What you need to do
Search the data below for the word "RandomChoice" and report how many lines contain it, with no added words.

Data in this exercise
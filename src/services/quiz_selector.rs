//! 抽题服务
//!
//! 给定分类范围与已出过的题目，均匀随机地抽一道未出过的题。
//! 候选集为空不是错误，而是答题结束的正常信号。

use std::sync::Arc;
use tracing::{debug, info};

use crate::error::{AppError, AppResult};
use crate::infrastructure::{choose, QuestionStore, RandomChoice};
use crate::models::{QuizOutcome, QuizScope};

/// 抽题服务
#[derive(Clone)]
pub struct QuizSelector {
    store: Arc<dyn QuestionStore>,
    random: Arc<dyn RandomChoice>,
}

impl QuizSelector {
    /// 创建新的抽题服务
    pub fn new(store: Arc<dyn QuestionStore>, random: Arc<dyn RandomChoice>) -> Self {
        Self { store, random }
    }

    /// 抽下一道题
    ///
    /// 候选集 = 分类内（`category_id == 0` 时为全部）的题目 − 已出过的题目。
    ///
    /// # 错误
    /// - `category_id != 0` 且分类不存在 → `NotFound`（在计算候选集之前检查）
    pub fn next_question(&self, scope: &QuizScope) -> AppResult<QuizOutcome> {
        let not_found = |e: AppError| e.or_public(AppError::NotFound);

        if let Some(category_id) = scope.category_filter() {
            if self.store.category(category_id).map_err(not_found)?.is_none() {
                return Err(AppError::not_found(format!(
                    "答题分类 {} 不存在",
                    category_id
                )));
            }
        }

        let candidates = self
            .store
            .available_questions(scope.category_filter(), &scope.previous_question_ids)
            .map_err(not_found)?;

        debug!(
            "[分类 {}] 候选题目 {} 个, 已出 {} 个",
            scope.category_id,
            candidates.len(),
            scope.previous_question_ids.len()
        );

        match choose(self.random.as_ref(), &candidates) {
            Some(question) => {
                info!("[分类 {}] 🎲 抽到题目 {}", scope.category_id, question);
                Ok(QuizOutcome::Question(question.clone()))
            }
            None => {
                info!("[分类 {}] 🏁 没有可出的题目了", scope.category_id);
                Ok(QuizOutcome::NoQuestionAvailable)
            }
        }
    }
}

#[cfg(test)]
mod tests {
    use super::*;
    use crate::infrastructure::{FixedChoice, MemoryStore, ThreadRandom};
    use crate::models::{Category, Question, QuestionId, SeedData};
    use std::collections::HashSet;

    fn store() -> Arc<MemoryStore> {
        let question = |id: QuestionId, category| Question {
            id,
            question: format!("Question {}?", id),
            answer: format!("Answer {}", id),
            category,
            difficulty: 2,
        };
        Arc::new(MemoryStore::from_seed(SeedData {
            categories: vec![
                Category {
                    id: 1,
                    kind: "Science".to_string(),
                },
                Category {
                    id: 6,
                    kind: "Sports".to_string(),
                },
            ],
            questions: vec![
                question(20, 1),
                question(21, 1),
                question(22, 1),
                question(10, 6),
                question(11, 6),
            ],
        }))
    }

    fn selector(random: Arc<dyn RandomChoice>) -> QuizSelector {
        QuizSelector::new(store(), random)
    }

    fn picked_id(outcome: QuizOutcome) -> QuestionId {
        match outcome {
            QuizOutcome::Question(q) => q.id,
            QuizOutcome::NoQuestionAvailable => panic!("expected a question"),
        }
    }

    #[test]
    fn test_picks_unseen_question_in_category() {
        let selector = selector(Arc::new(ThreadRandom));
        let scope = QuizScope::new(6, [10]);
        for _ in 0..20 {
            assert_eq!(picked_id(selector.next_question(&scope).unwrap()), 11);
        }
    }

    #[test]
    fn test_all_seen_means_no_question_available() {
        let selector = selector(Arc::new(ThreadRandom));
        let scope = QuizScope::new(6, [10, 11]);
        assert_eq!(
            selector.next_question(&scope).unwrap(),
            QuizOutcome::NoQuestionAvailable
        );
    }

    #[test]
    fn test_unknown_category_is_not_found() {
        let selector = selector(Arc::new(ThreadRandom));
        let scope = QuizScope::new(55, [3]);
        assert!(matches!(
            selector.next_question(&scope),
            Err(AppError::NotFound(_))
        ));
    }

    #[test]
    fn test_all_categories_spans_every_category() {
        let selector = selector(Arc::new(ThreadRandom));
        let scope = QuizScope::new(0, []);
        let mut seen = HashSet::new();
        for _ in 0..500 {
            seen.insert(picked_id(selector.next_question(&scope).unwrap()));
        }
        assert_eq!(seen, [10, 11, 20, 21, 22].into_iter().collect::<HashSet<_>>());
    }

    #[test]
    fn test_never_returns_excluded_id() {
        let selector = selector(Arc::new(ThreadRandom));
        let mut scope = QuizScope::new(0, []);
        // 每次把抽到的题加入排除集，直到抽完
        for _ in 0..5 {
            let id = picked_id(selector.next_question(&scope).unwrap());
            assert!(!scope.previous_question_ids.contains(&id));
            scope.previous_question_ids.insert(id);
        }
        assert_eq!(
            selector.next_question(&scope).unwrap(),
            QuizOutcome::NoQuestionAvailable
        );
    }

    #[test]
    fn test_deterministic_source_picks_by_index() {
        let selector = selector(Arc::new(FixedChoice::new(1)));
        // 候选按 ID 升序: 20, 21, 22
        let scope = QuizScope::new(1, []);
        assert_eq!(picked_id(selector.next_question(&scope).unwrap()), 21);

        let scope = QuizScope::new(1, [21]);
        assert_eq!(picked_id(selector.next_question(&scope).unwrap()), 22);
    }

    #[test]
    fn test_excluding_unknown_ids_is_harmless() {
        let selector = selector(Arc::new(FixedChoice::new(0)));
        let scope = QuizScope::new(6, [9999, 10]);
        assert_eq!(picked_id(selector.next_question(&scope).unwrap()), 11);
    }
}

Answer to this task
4